# GOAL OF THE EXERCISE
The entries below are to be duplicated exactly, with nothing left out.

# PROVIDED DATA
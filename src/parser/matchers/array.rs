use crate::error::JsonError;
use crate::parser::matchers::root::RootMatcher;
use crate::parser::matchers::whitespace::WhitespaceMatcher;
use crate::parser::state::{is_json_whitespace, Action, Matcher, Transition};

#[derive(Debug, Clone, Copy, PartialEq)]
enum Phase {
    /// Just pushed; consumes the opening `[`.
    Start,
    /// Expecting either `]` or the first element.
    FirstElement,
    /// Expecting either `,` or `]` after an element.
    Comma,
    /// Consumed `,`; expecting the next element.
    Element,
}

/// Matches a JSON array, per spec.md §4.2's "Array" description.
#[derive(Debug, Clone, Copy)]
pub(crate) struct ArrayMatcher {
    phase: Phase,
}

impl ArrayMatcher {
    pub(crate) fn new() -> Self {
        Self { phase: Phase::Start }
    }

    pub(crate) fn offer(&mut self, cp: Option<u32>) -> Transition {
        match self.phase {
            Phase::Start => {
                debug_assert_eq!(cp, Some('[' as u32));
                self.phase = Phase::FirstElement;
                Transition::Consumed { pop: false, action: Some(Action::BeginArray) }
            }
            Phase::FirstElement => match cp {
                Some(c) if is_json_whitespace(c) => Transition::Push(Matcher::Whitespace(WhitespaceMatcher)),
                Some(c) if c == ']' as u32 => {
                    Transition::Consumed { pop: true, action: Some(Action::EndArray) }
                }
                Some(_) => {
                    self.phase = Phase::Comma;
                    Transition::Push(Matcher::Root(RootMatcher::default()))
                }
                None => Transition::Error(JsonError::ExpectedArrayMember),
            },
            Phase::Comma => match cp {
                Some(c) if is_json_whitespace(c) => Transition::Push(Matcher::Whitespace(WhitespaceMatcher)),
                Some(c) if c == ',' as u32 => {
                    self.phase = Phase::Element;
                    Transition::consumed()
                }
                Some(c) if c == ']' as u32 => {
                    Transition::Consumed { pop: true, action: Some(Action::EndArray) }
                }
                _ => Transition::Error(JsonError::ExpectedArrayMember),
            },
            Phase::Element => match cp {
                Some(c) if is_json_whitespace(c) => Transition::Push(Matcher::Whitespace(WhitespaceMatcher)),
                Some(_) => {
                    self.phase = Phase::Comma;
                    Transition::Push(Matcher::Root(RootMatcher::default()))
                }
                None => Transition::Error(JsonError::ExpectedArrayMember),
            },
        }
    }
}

# REPLY
filename src/parser/matchers/array.rs
use crate::error::JsonError;
use crate::parser::matchers::root::RootMatcher;
use crate::parser::matchers::whitespace::WhitespaceMatcher;
use crate::parser::state::{is_json_whitespace, Action, Matcher, Transition};

#[derive(Debug, Clone, Copy, PartialEq)]
enum Phase {
    /// Just pushed; consumes the opening `[`.
    Start,
    /// Expecting either `]` or the first element.
    FirstElement,
    /// Expecting either `,` or `]` after an element.
    Comma,
    /// Consumed `,`; expecting the next element.
    Element,
}

/// Matches a JSON array, per spec.md §4.2's "Array" description.
#[derive(Debug, Clone, Copy)]
pub(crate) struct ArrayMatcher {
    phase: Phase,
}

impl ArrayMatcher {
    pub(crate) fn new() -> Self {
        Self { phase: Phase::Start }
    }

    pub(crate) fn offer(&mut self, cp: Option<u32>) -> Transition {
        match self.phase {
            Phase::Start => {
                debug_assert_eq!(cp, Some('[' as u32));
                self.phase = Phase::FirstElement;
                Transition::Consumed { pop: false, action: Some(Action::BeginArray) }
            }
            Phase::FirstElement => match cp {
                Some(c) if is_json_whitespace(c) => Transition::Push(Matcher::Whitespace(WhitespaceMatcher)),
                Some(c) if c == ']' as u32 => {
                    Transition::Consumed { pop: true, action: Some(Action::EndArray) }
                }
                Some(_) => {
                    self.phase = Phase::Comma;
                    Transition::Push(Matcher::Root(RootMatcher::default()))
                }
                None => Transition::Error(JsonError::ExpectedArrayMember),
            },
            Phase::Comma => match cp {
                Some(c) if is_json_whitespace(c) => Transition::Push(Matcher::Whitespace(WhitespaceMatcher)),
                Some(c) if c == ',' as u32 => {
                    self.phase = Phase::Element;
                    Transition::consumed()
                }
                Some(c) if c == ']' as u32 => {
                    Transition::Consumed { pop: true, action: Some(Action::EndArray) }
                }
                _ => Transition::Error(JsonError::ExpectedArrayMember),
            },
            Phase::Element => match cp {
                Some(c) if is_json_whitespace(c) => Transition::Push(Matcher::Whitespace(WhitespaceMatcher)),
                Some(_) => {
                    self.phase = Phase::Comma;
                    Transition::Push(Matcher::Root(RootMatcher::default()))
                }
                None => Transition::Error(JsonError::ExpectedArrayMember),
            },
        }
    }
}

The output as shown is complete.